## [Source records]
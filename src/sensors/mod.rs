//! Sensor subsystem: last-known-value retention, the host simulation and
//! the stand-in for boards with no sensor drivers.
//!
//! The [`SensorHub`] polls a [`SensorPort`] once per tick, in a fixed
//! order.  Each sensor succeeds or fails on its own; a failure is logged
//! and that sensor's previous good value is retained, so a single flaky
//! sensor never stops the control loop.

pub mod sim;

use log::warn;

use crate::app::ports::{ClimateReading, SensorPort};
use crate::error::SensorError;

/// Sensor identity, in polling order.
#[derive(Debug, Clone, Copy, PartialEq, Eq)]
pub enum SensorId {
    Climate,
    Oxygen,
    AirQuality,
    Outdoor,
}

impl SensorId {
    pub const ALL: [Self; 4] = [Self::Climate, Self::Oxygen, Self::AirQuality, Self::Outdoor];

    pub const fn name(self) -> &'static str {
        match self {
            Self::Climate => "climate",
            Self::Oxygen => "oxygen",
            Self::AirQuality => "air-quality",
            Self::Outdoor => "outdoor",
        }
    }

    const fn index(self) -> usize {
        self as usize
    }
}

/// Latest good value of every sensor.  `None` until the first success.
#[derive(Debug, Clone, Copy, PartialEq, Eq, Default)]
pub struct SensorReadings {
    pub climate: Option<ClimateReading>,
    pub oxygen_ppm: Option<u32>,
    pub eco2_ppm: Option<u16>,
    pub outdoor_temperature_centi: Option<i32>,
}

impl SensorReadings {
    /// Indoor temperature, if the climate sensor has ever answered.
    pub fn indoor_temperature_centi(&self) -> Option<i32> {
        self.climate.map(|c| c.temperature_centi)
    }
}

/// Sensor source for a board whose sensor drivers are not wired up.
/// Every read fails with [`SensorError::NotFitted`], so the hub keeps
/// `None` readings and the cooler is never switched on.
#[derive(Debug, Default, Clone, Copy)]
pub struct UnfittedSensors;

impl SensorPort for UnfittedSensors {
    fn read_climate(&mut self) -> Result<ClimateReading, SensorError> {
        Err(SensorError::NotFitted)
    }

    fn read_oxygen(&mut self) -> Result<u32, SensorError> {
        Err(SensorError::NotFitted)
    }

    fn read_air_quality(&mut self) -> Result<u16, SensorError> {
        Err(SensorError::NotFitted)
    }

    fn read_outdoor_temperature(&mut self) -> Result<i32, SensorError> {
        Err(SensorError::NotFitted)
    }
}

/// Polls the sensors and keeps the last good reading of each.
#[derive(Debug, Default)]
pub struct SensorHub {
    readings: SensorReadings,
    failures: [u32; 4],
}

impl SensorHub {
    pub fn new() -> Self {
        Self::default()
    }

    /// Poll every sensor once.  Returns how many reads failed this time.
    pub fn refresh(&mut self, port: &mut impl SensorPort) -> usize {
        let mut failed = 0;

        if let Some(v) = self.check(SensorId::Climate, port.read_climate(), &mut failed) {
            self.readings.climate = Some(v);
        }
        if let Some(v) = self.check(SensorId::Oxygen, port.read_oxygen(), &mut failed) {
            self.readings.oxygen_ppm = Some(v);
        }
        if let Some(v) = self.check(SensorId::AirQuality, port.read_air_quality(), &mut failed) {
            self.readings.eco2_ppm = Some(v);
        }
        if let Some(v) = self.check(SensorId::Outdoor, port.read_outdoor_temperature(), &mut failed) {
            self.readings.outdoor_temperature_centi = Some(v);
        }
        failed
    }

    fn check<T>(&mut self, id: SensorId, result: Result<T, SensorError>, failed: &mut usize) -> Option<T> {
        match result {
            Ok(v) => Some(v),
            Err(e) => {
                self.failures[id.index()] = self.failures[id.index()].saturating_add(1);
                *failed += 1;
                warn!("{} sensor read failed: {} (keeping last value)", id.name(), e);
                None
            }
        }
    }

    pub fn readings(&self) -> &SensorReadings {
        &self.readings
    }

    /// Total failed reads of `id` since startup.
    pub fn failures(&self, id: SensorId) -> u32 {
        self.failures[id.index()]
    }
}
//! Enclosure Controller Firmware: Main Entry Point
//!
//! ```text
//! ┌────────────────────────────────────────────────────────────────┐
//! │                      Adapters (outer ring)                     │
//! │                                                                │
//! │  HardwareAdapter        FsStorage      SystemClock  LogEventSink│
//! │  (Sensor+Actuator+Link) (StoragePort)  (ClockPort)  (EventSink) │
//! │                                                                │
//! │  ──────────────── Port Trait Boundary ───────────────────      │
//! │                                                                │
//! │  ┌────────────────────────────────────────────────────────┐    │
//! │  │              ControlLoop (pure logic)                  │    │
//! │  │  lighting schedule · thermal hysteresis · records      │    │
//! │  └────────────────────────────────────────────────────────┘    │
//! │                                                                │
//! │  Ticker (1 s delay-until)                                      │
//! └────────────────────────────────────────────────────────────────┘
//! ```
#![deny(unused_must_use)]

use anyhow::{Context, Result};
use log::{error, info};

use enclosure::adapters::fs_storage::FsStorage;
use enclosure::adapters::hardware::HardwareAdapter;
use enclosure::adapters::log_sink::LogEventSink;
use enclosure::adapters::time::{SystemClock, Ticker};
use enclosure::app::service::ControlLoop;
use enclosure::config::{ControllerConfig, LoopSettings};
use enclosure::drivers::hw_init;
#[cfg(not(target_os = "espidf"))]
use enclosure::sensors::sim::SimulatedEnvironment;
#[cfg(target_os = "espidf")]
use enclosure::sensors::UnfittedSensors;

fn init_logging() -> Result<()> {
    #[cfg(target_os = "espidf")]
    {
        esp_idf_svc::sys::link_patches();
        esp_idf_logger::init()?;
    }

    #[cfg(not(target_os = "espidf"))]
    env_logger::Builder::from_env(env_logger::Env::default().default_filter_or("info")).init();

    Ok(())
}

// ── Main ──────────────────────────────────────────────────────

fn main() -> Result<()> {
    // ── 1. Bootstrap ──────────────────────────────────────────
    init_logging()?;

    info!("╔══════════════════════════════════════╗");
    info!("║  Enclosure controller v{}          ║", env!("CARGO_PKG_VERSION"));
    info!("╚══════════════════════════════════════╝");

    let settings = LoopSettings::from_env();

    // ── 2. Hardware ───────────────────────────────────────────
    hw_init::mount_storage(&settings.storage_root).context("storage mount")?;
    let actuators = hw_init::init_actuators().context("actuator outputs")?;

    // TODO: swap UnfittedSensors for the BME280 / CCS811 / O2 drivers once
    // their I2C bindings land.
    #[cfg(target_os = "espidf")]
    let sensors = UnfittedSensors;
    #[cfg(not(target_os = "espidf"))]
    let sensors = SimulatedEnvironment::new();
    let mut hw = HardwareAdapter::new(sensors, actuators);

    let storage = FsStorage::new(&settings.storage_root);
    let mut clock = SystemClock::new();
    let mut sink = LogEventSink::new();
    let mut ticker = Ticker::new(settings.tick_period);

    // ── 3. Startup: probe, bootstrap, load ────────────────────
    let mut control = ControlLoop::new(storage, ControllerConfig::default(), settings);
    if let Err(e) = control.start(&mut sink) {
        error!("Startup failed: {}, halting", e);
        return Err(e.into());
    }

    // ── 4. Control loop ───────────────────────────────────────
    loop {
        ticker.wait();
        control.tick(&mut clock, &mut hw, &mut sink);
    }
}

## [What the task asks]
Nothing but an exact copy of the lines from the first one above through the line holding "the first success." should be returned.

## [Reply to the task]
filename src/sensors/mod.rs
//! Sensor subsystem: last-known-value retention, the host simulation and
//! the stand-in for boards with no sensor drivers.
//!
//! The [`SensorHub`] polls a [`SensorPort`] once per tick, in a fixed
//! order.  Each sensor succeeds or fails on its own; a failure is logged
//! and that sensor's previous good value is retained, so a single flaky
//! sensor never stops the control loop.

pub mod sim;

use log::warn;

use crate::app::ports::{ClimateReading, SensorPort};
use crate::error::SensorError;

/// Sensor identity, in polling order.
#[derive(Debug, Clone, Copy, PartialEq, Eq)]
pub enum SensorId {
    Climate,
    Oxygen,
    AirQuality,
    Outdoor,
}

impl SensorId {
    pub const ALL: [Self; 4] = [Self::Climate, Self::Oxygen, Self::AirQuality, Self::Outdoor];

    pub const fn name(self) -> &'static str {
        match self {
            Self::Climate => "climate",
            Self::Oxygen => "oxygen",
            Self::AirQuality => "air-quality",
            Self::Outdoor => "outdoor",
        }
    }

    const fn index(self) -> usize {
        self as usize
    }
}

/// Latest good value of every sensor.  `None` until the first success.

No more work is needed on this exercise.